**What you should do:**
Which lines of the data contain the string "Genrule"? Copy every one of them.

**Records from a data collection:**

use std::sync::Arc;

use exec_dispatch::context::{Spawn, SpawnActionContext};
use exec_dispatch::errors::DispatchError;
use exec_dispatch::types::{ExecutorState, Mnemonic};
use exec_dispatch_test_utils::{FakeSpawnStrategy, TestExecutorBuilder, init_tracing};

#[test]
fn cpp_compile_is_sandboxed_everything_else_is_local() {
    init_tracing();
    let local = Arc::new(FakeSpawnStrategy::new("local"));
    let sandboxed = Arc::new(FakeSpawnStrategy::new("sandboxed"));
    let local_dyn: Arc<dyn SpawnActionContext> = local.clone();
    let sandboxed_dyn: Arc<dyn SpawnActionContext> = sandboxed.clone();

    let (executor, _) = TestExecutorBuilder::new()
        .default_strategy(local_dyn.clone())
        .strategy_for("CppCompile", sandboxed_dyn.clone())
        .build();

    let cpp = executor.spawn_action_context("CppCompile").unwrap();
    let javac = executor.spawn_action_context("Javac").unwrap();
    assert!(Arc::ptr_eq(&cpp, &sandboxed_dyn));
    assert!(Arc::ptr_eq(&javac, &local_dyn));
    assert_eq!(cpp.name(), "sandboxed");
    assert_eq!(javac.name(), "local");
}

#[test]
fn explicit_binding_never_drifts_to_default() {
    let (executor, _) = TestExecutorBuilder::new()
        .default_strategy(Arc::new(FakeSpawnStrategy::new("local")))
        .strategy_for("Javac", Arc::new(FakeSpawnStrategy::new("worker")))
        .build();

    for _ in 0..100 {
        assert_eq!(
            executor.spawn_action_context("Javac").unwrap().name(),
            "worker"
        );
    }
}

#[test]
fn sealing_without_default_fails_and_stays_open() {
    let (executor, _) = TestExecutorBuilder::new()
        .strategy_for("Javac", Arc::new(FakeSpawnStrategy::new("worker")))
        .build_open();

    let err = executor.seal().unwrap_err();
    assert!(matches!(err, DispatchError::MissingDefaultStrategy));
    assert_eq!(executor.state(), ExecutorState::Open);
}

#[test]
fn duplicate_mnemonic_binding_is_rejected() {
    let (executor, _) = TestExecutorBuilder::new()
        .default_strategy(Arc::new(FakeSpawnStrategy::new("local")))
        .strategy_for("Javac", Arc::new(FakeSpawnStrategy::new("worker")))
        .build_open();

    let err = executor
        .register_spawn_strategy(
            Mnemonic::new("Javac").unwrap(),
            Arc::new(FakeSpawnStrategy::new("local")),
        )
        .unwrap_err();
    assert!(matches!(err, DispatchError::DuplicateBinding(ref what) if what.contains("Javac")));
}

#[tokio::test]
async fn resolved_strategy_runs_the_spawn() {
    let sandboxed = Arc::new(FakeSpawnStrategy::new("sandboxed"));
    let local = Arc::new(FakeSpawnStrategy::new("local"));
    let (executor, _) = TestExecutorBuilder::new()
        .default_strategy(local.clone())
        .strategy_for("CppCompile", sandboxed.clone())
        .build();

    for mnemonic in ["CppCompile", "Javac", "CppCompile"] {
        let spawn = Spawn::new(Mnemonic::new(mnemonic).unwrap(), vec!["true".into()]);
        let strategy = executor.spawn_action_context(mnemonic).unwrap();
        let result = strategy.exec(&spawn, &executor).await.unwrap();
        assert!(result.success());
    }

    assert_eq!(sandboxed.executed(), vec!["CppCompile", "CppCompile"]);
    assert_eq!(local.executed(), vec!["Javac"]);
}

#[tokio::test]
async fn failing_strategy_surfaces_spawn_failed() {
    let (executor, _) = TestExecutorBuilder::new()
        .default_strategy(Arc::new(FakeSpawnStrategy::failing("local", 2)))
        .build();

    let spawn = Spawn::new(Mnemonic::new("Genrule").unwrap(), vec!["false".into()]);
    let strategy = executor.spawn_action_context("Genrule").unwrap();
    match strategy.exec(&spawn, &executor).await {
        Err(DispatchError::SpawnFailed { exit_code, .. }) => assert_eq!(exit_code, 2),
        other => panic!("Expected SpawnFailed, got: {other:?}"),
    }
}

**Task output:**
    let spawn = Spawn::new(Mnemonic::new("Genrule").unwrap(), vec!["false".into()]);
    let strategy = executor.spawn_action_context("Genrule").unwrap();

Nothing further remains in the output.